Comprehensive NBA 2k14 Review (It's not going to be good, by the way) part 3

Or in other words: the part where your mind gets blown like Alderan in the very first Star Wars movie!  Does that imply that I am either Darth Vader, or whatever that Skinny, Creepy Old White Dude Who Seemed to Be the Boss at the Time, But Who We Never Saw Again After That Movie's name was?  Maybe; also, if you try to say that Darth Vader was meant to be the main villain all along, and that George Lucas always knew that he was going to end up being Luke Skywalker's father - rather than believing the way more likely, and consequently completely provable, fact that Darth Vader was really just supposed to be a throw away villain who died in the first film, but once he popped so magnificently on-screen Lucas decided to write him into the second one - you probably also believe that the Force is real, and it is likely also with you at this moment.  I don't know; you call it the Force, I call it malted hops and bong resin

At any rate, for this installment - and maybe even a second, if this one starts running too long, I will begin to examine the issues that I have with NBA 2k14's A.I. performance; I should also point out that, with very few exceptions, these are all issues which have existed in the core gameplay for a decade's worth of annual releases.  Which, if you think about it, means that that shiny new 2K15 box you just purchased holds a game within it which, outside of improved visuals, the controller layout, and different commentators, is virtually no different than 2K5 was.  If that makes you feel like you've been cheated, or lied to, or have been ripped off, or taken advantage of, well...you should.  Because you have been.

Turnovers
  • The game seems to feel the need to fabricate these out of thin air, most likely because the guys coding it looked at some stats that said, “the average NBA game has such-and-such number of turnovers,” and they just wanted to make sure and fill that quota like a beat cop handing out parking tickets.  That’s the most rational explanation I've been able to come up with.
  •  Seriously, if a defender’s hand comes anywhere near you, the ball just sort of bloops out like (insert analogy here.  I’m feeling lazy, you can come up with your own.  What, I have to spoon feed you everything?  Besides, the odds of anyone else actually reading all of this are so slim, you could turn into Bill Gates over night by successfully wagering $1 on it).  Which is in pleasant contrast to what happens when your own hand nears the man your defending as he’s dribbling, which is that you are almost immediately whistled for a foul.

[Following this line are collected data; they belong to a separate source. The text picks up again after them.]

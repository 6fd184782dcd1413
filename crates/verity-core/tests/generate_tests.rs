use std::sync::Arc;

use verity_compiler::analyze;
use verity_core::{generate, generate_for, GenerateError, GenerationConfig, Oracle, RegionKind};
use verity_explore::StopReason;
use verity_model::{ErrorKind, Value};
use verity_sandbox::Sandbox;

const MODULE: &str = "\
PRIMARY = {'en': 'hello', 'fr': None}
FALLBACK = {'de': 'hallo'}

def greet(lang):
    if lang in PRIMARY:
        return PRIMARY[lang]
    return FALLBACK[lang]

def scale(n, factor=2):
    if n < 0:
        raise ValueError('negative')
    return n * factor

def broken(x):
    return x +
";

fn config() -> GenerationConfig {
    let mut config = GenerationConfig::default();
    config.explore.explore_unhinted_domains = false;
    config.explore.max_wall_ms = 0;
    config
}

#[test]
fn test_generate_covers_every_analyzable_function() {
    let generation = generate(MODULE, &config()).unwrap();
    let names: Vec<&str> = generation.suite.functions.iter().map(|f| f.function.as_str()).collect();
    assert_eq!(names, vec!["greet", "scale"]);
    assert_eq!(generation.analysis_errors.len(), 1);
    assert_eq!(generation.summary.analysis_errors.len(), 1);

    let greet = generation.suite.function("greet").unwrap();
    assert_eq!(greet.header, "Test suites for function greet");
    assert!(greet.cases().any(|c| c.oracle == Oracle::Returns { value: Value::None }));
    assert!(greet
        .regions
        .iter()
        .any(|r| r.kind == RegionKind::Raises { kind: ErrorKind::KeyError }));

    let scale = generation.suite.function("scale").unwrap();
    let raising: Vec<&str> = scale
        .cases()
        .filter(|c| c.oracle.error_kind() == Some(&ErrorKind::ValueError))
        .map(|c| c.name.as_str())
        .collect();
    assert_eq!(raising[0], "test_scale_raises_value_error");
    assert_eq!(scale.cases().next().map(|c| c.name.as_str()), Some("test_scale"));
}

#[test]
fn test_suite_has_no_duplicate_cases() {
    let generation = generate(MODULE, &config()).unwrap();
    for function in &generation.suite.functions {
        let cases: Vec<_> = function.cases().collect();
        for (i, a) in cases.iter().enumerate() {
            for b in &cases[i + 1..] {
                assert!(a.args != b.args || a.oracle != b.oracle);
                assert_ne!(a.name, b.name);
            }
        }
    }
}

#[test]
fn test_regeneration_is_idempotent() {
    let first = generate(MODULE, &config()).unwrap();
    let second = generate(MODULE, &config()).unwrap();
    assert_eq!(first.suite, second.suite);
    assert_eq!(first.summary.fingerprint, second.summary.fingerprint);
    assert_eq!(first.summary.totals, second.summary.totals);

    let sequential = generate(
        MODULE,
        &GenerationConfig {
            parallel_functions: false,
            ..config()
        },
    )
    .unwrap();
    assert_eq!(first.suite, sequential.suite);
}

#[test]
fn test_generate_for_selected_functions() {
    let generation = generate_for(MODULE, &["scale"], &config()).unwrap();
    assert_eq!(generation.suite.functions.len(), 1);
    assert_eq!(generation.summary.functions[0].function, "scale");
    assert!(generation.summary.to_json().unwrap().contains("\"function\": \"scale\""));

    let err = generate_for(MODULE, &["broken"], &config()).unwrap_err();
    assert!(matches!(err, GenerateError::Analysis(_)));
}

#[test]
fn test_unparsable_module_fails() {
    let err = generate("def f(:\n    return 1\n", &config()).unwrap_err();
    assert!(matches!(err, GenerateError::Analysis(_)));
}

#[test]
fn test_invalid_config_is_rejected_before_analysis() {
    let mut config = config();
    config.explore.workers = 0;
    assert!(matches!(generate(MODULE, &config), Err(GenerateError::Config(_))));
    let mut config = GenerationConfig::default();
    config.max_source_bytes = 8;
    assert!(matches!(generate(MODULE, &config), Err(GenerateError::Limit(_))));
}

#[test]
fn test_every_case_reproduces_its_oracle() {
    let generation = generate(MODULE, &config()).unwrap();
    let sandbox = Sandbox::new(&config().sandbox, Arc::new(analyze(MODULE)));
    for case in generation.suite.cases() {
        let mut instance = sandbox.instantiate();
        let execution = instance.call(&case.function, &case.args).unwrap();
        assert_eq!(Oracle::from(execution.outcome), case.oracle, "{}", case.name);
        assert_eq!(execution.signature, case.provenance.concrete, "{}", case.name);
    }
}

#[test]
fn test_identity_function_gets_every_boundary_literal() {
    let generation = generate("def echo(x):\n    return x\n", &config()).unwrap();
    let args: Vec<&Value> = generation.suite.cases().map(|c| &c.args[0]).collect();
    for literal in [
        Value::int(0),
        Value::int(-1),
        Value::Float(1e300),
        Value::Float(f64::INFINITY),
        Value::complex(1.5, 3.5),
        Value::Bytes(vec![0x80]),
        Value::str(""),
    ] {
        assert!(args.contains(&&literal), "missing {}", literal.literal());
    }
    let inf = generation
        .suite
        .cases()
        .find(|c| c.args[0] == Value::Float(f64::INFINITY))
        .unwrap();
    assert_eq!(inf.call_source(), "echo(1e300 * 1e300)");
}

#[test]
fn test_oversized_integer_arithmetic_does_not_stall_generation() {
    let source = "\
def grow(x):
    y = x ** 4000
    z = y ** 4000
    return z ** 4000
";
    let generation = generate(source, &GenerationConfig::default()).unwrap();
    let report = &generation.reports[0];
    assert_ne!(report.stop, StopReason::WallTime);
    assert!(generation.suite.function("grow").is_some());
}

#[test]
fn test_regeneration_under_a_tight_solver_budget_is_idempotent() {
    let mut config = config();
    config.solver.max_sat_calls = 3;
    let first = generate(MODULE, &config).unwrap();
    let second = generate(MODULE, &config).unwrap();
    assert_eq!(first.suite, second.suite);
    assert_eq!(first.summary, second.summary);
}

  • Also remember not to run faster than your teammates in transition when you’re dribbling the ball, because they will almost certainly cut in front of you, causing the ball to bounce off of their foot and into the hands of the other team, resulting in you losing points for the turnover.
  • But by far the worst turnover is the half court, simple 5-10 foot pass to a wide open player that gets caught into the gigantic gravitational field caused by some court-side celebrity’s career imploding, and is pulled 20 feet away from the intended target; landing instead in the lap of the supernova-ing famous person, who only has a moment to wonder at the occurrence before exploding into random bits of matter and code.

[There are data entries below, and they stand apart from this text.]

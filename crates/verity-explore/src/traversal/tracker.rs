//! Coverage and novelty bookkeeping shared by the explorer and the committer.

use std::sync::atomic::{AtomicUsize, Ordering};

use dashmap::DashSet;
use serde::{Deserialize, Serialize};
use verity_compiler::graph::{FlowGraph, NodeId};
use verity_compiler::signature::{PathSignature, RaiseSite, Terminal};
use verity_model::Value;

use crate::solver::domain::boundary_literals;

/// Why exploration of a function ended.
#[derive(Debug, Clone, Copy, PartialEq, Eq, Serialize, Deserialize)]
#[serde(rename_all = "snake_case")]
pub enum StopReason {
    /// Every reachable path within the bounds was explored.
    Exhausted,
    /// The path budget was spent.
    PathLimit,
    /// Too many consecutive paths produced nothing new.
    Plateau,
    WallTime,
}

#[derive(Debug)]
pub struct Tracker {
    symbolic: DashSet<PathSignature>,
    concrete: DashSet<PathSignature>,
    covered: DashSet<(NodeId, bool)>,
    error_sites: DashSet<RaiseSite>,
    /// `(parameter, literal)` pairs some kept case exercises.
    boundaries: DashSet<(usize, Value)>,
    total_edges: usize,
    max_paths: usize,
    novelty_patience: usize,
    committed: AtomicUsize,
    stale: AtomicUsize,
}

impl Tracker {
    pub fn new(graph: &FlowGraph, max_paths: usize, novelty_patience: usize) -> Self {
        Self {
            symbolic: DashSet::new(),
            concrete: DashSet::new(),
            covered: DashSet::new(),
            error_sites: DashSet::new(),
            boundaries: DashSet::new(),
            total_edges: graph.decision_edges().len(),
            max_paths,
            novelty_patience,
            committed: AtomicUsize::new(0),
            stale: AtomicUsize::new(0),
        }
    }

    /// Insert a predicted signature; false when it was already explored.
    pub fn admit_prediction(&self, signature: &PathSignature) -> bool {
        self.symbolic.insert(signature.clone())
    }

    /// Insert a concrete signature; false when some kept case already has it.
    pub fn admit_concrete(&self, signature: &PathSignature) -> bool {
        if !self.concrete.insert(signature.clone()) {
            return false;
        }
        for edge in signature.branch_edges() {
            self.covered.insert(edge);
        }
        if let Some(Terminal::Raise { site, .. }) = &signature.terminal {
            self.error_sites.insert(*site);
        }
        true
    }

    /// Whether `args` puts a boundary literal in a parameter position no kept
    /// case has used it in yet.
    pub fn exercises_new_boundary(&self, args: &[Value]) -> bool {
        let literals = boundary_literals();
        args.iter()
            .enumerate()
            .any(|(i, v)| literals.contains(v) && !self.boundaries.contains(&(i, v.clone())))
    }

    pub fn mark_boundaries(&self, args: &[Value]) {
        let literals = boundary_literals();
        for (i, v) in args.iter().enumerate() {
            if literals.contains(v) {
                self.boundaries.insert((i, v.clone()));
            }
        }
    }

    /// Count one committed path; `novel` when it kept at least one case.
    /// Returns the budget that ran out, if any.
    pub fn record_attempt(&self, novel: bool) -> Option<StopReason> {
        let committed = self.committed.fetch_add(1, Ordering::SeqCst) + 1;
        let stale = if novel {
            self.stale.store(0, Ordering::SeqCst);
            0
        } else {
            self.stale.fetch_add(1, Ordering::SeqCst) + 1
        };
        if committed >= self.max_paths {
            Some(StopReason::PathLimit)
        } else if self.novelty_patience > 0 && stale >= self.novelty_patience {
            Some(StopReason::Plateau)
        } else {
            None
        }
    }

    pub fn committed(&self) -> usize {
        self.committed.load(Ordering::SeqCst)
    }

    pub fn covered_edges(&self) -> usize {
        self.covered.len()
    }

    pub fn total_edges(&self) -> usize {
        self.total_edges
    }

    /// Covered over total branch edges; 1.0 for functions without branches.
    pub fn coverage(&self) -> f64 {
        if self.total_edges == 0 {
            1.0
        } else {
            self.covered.len() as f64 / self.total_edges as f64
        }
    }

    pub fn error_sites_hit(&self) -> Vec<RaiseSite> {
        let mut sites: Vec<RaiseSite> = self.error_sites.iter().map(|s| *s).collect();
        sites.sort();
        sites
    }
}

#[cfg(test)]
mod tests {
    use super::*;
    use verity_compiler::signature::SigEntry;

    fn signature(taken: bool) -> PathSignature {
        let mut s = PathSignature::new();
        s.push(SigEntry::Branch { node: 2, taken });
        s.terminate(Terminal::Return);
        s
    }

    #[test]
    fn test_signature_sets_insert_once() {
        let t = Tracker::new(&FlowGraph::new(), 10, 3);
        assert!(t.admit_prediction(&signature(true)));
        assert!(!t.admit_prediction(&signature(true)));
        assert!(t.admit_concrete(&signature(false)));
        assert!(!t.admit_concrete(&signature(false)));
        assert_eq!(t.covered_edges(), 1);
    }

    #[test]
    fn test_plateau_and_path_limit() {
        let t = Tracker::new(&FlowGraph::new(), 10, 3);
        assert_eq!(t.record_attempt(true), None);
        assert_eq!(t.record_attempt(false), None);
        assert_eq!(t.record_attempt(false), None);
        assert_eq!(t.record_attempt(false), Some(StopReason::Plateau));

        let t = Tracker::new(&FlowGraph::new(), 2, 0);
        assert_eq!(t.record_attempt(false), None);
        assert_eq!(t.record_attempt(false), Some(StopReason::PathLimit));
    }

    #[test]
    fn test_boundaries_are_tracked_per_position() {
        let t = Tracker::new(&FlowGraph::new(), 10, 3);
        let args = [Value::int(0), Value::str("x")];
        assert!(t.exercises_new_boundary(&args));
        t.mark_boundaries(&args);
        assert!(!t.exercises_new_boundary(&args));
        assert!(t.exercises_new_boundary(&[Value::str("x"), Value::int(0)]));
    }
}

  • I don’t get it; I mean, the passing and ball-handling is atrocious enough on its own without the computer having to manufacture turnovers for you.  A high average for turnovers in a real NBA season is 3-4 per game.  Good luck averaging that as a minimum if you play every game of the season.  You’ll be looking at 5-6 a game.
Ball-handling
  • The dribble moves are only effective when the computer does them; then, they are harder to stop than the Kardashian-West baby will be in 18 years.  But when you try them out yourself, it results in little more than the defender raising an eyebrow as he polishes off a monocle, and says in his best Sir John Guilgud impression: “My apologies, sir; but if you had wanted to pass by, you needed only to ask.”

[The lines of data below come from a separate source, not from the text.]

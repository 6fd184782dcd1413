/// Errors produced while lexing or parsing source text.
#[derive(Debug, Clone, PartialEq, thiserror::Error)]
pub enum ParseError {
    #[error("line {line}: unexpected character {text:?}")]
    UnexpectedChar { line: u32, text: String },

    #[error("line {line}: expected {expected}, found {found}")]
    UnexpectedToken {
        line: u32,
        expected: String,
        found: String,
    },

    #[error("line {line}: unexpected end of line, expected {expected}")]
    UnexpectedEol { line: u32, expected: String },

    #[error("line {line}: unterminated {what}")]
    Unterminated { line: u32, what: String },

    #[error("line {line}: unexpected indent")]
    UnexpectedIndent { line: u32 },

    #[error("line {line}: expected an indented block")]
    ExpectedBlock { line: u32 },

    #[error("line {line}: invalid number literal {text:?}")]
    InvalidNumber { line: u32, text: String },

    #[error("line {line}: cannot assign to {what}")]
    InvalidTarget { line: u32, what: String },

    #[error("line {line}: nesting deeper than {max_depth}")]
    MaxDepthExceeded { line: u32, max_depth: usize },
}

impl ParseError {
    pub fn line(&self) -> u32 {
        match self {
            ParseError::UnexpectedChar { line, .. }
            | ParseError::UnexpectedToken { line, .. }
            | ParseError::UnexpectedEol { line, .. }
            | ParseError::Unterminated { line, .. }
            | ParseError::UnexpectedIndent { line }
            | ParseError::ExpectedBlock { line }
            | ParseError::InvalidNumber { line, .. }
            | ParseError::InvalidTarget { line, .. }
            | ParseError::MaxDepthExceeded { line, .. } => *line,
        }
    }
}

  • I really like it when I try to do a simple hesitation or behind the back dribble near half-court (sometimes even when not really all that near half court, like just 1 step outside of the three point line) or even just pull the dribble back out of range of a defender, but the game decides to counter by forcing me to run backwards five steps and directly into the other side of the court; resulting in yet another unforced turnover.  Seriously, I love it.  It makes me so happy I could poop sometimes.  
  • Just as great are the times when - because remember, the dribble moves and shots are done with the same joystick - the game decides that it thinks what I wanted to do from half-court was shoot a reeeaaally long 3, when actually I just wanted to do a crossover.  The best thing about this little glitch, is that if you ever are lucky enough to witness its incomprehensible glory, don’t worry: it’s going happen multiple times in that game.  It won’t happen again for about a month, but then you’ll have the game where you’re launching long, half-court bombs like it’s 1991 and you’re Marky Mark Wahlberg on MTV Rock N Jocks, and you‘re looking for that 10 point shot.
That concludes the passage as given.